### PROBLEM TO WORK ON
Search the data for "tokio". Return each matching line.

[[ RECORDS FOR THIS TASK open ]]

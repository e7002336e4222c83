mod app;
mod config;
mod handlers;
mod state;
mod storage;

use std::sync::Arc;

use anyhow::Result;
use clap::Parser;
use listenfd::ListenFd;
use localemgmt_auth::{AuthConfig, AuthState};
use localemgmt_core::auth::SessionRepository;
use tokio::{net::TcpListener, signal};
use tracing_subscriber::{layer::SubscriberExt, util::SubscriberInitExt};

use crate::{app::create_app, config::Config, state::AppState, storage::SqliteRepository};

/// Locale management - Manage localized strings grouped by bundle and language
#[derive(Parser, Debug)]
#[command(name = "localemgmt")]
#[command(version, about, long_about = None)]
struct Cli {
    /// Host address to bind the server to
    #[arg(long, short = 'H', default_value = "0.0.0.0", env = "HOST")]
    host: String,

    /// Port to listen on
    #[arg(long, short, default_value = "3000", env = "PORT")]
    port: u16,
}

#[tokio::main]
async fn main() -> Result<()> {
    let cli = Cli::parse();

    // Initialize tracing subscriber
    tracing_subscriber::registry()
        .with(
            tracing_subscriber::EnvFilter::try_from_default_env()
                .unwrap_or_else(|_| "localemgmt=debug,localemgmt_auth=debug,tower_http=debug".into()),
        )
        .with(tracing_subscriber::fmt::layer())
        .init();

    let config = Config::from_env();

    tracing::info!(database = %config.database_url, "Opening locale database");
    let repo = SqliteRepository::connect(&config.database_url, config.sql_scripts()?).await?;

    let auth = init_auth(&config).await?;
    let state = AppState::new(Arc::new(repo), auth);

    let app = create_app(state, config.request_timeout());

    // Auto-reload support via listenfd
    let mut listenfd = ListenFd::from_env();
    let listener = match listenfd.take_tcp_listener(0)? {
        // If we are given a tcp listener on listen fd 0, use that one
        Some(listener) => {
            listener.set_nonblocking(true)?;
            TcpListener::from_std(listener)?
        }
        // Otherwise fall back to CLI-specified host:port
        None => {
            let addr = format!("{}:{}", cli.host, cli.port);
            TcpListener::bind(&addr).await?
        }
    };

    tracing::info!("listening on {}", listener.local_addr()?);

    axum::serve(listener, app)
        .with_graceful_shutdown(shutdown_signal())
        .await?;

    tracing::info!("Server stopped");
    Ok(())
}

/// Build the session store and identity provider.
#[cfg_attr(not(feature = "auth-sqlite"), allow(unused_variables))]
async fn init_auth(config: &Config) -> Result<AuthState> {
    let auth_config = AuthConfig::from_env()?;

    #[cfg(feature = "auth-sqlite")]
    let sessions: Arc<dyn SessionRepository> = {
        tracing::info!(path = %config.session_db_path, "Using SQLite session store");
        Arc::new(localemgmt_auth::SqliteSessionStore::open(&config.session_db_path).await?)
    };

    #[cfg(not(feature = "auth-sqlite"))]
    let sessions: Arc<dyn SessionRepository> = {
        tracing::info!("Using in-memory session store");
        Arc::new(localemgmt_auth::InMemorySessionStore::new())
    };

    #[cfg(feature = "auth-mock")]
    let auth = {
        tracing::warn!("Mock identity provider enabled, every login is the local developer");
        let provider = localemgmt_auth::MockProvider::developer(auth_config.callback_url()?);
        AuthState::with_provider(sessions, Arc::new(provider), auth_config)
    };

    #[cfg(not(feature = "auth-mock"))]
    let auth = AuthState::new(sessions, auth_config).await?;

    Ok(auth)
}

/// Wait for shutdown signals (Ctrl+C or SIGTERM).
async fn shutdown_signal() {
    let ctrl_c = async {
        signal::ctrl_c()
            .await
            .expect("failed to install Ctrl+C handler");
    };

    #[cfg(unix)]
    let terminate = async {
        signal::unix::signal(signal::unix::SignalKind::terminate())
            .expect("failed to install signal handler")
            .recv()
            .await;
    };

    #[cfg(not(unix))]
    let terminate = std::future::pending::<()>();

    tokio::select! {
        _ = ctrl_c => {
            tracing::info!("Received Ctrl+C, shutting down...");
        }
        _ = terminate => {
            tracing::info!("Received SIGTERM, shutting down...");
        }
    }
}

[[ RECORDS FOR THIS TASK closed ]]

### RESPONSE TO THIS TASK
use tokio::{net::TcpListener, signal};
#[tokio::main]
    tokio::select! {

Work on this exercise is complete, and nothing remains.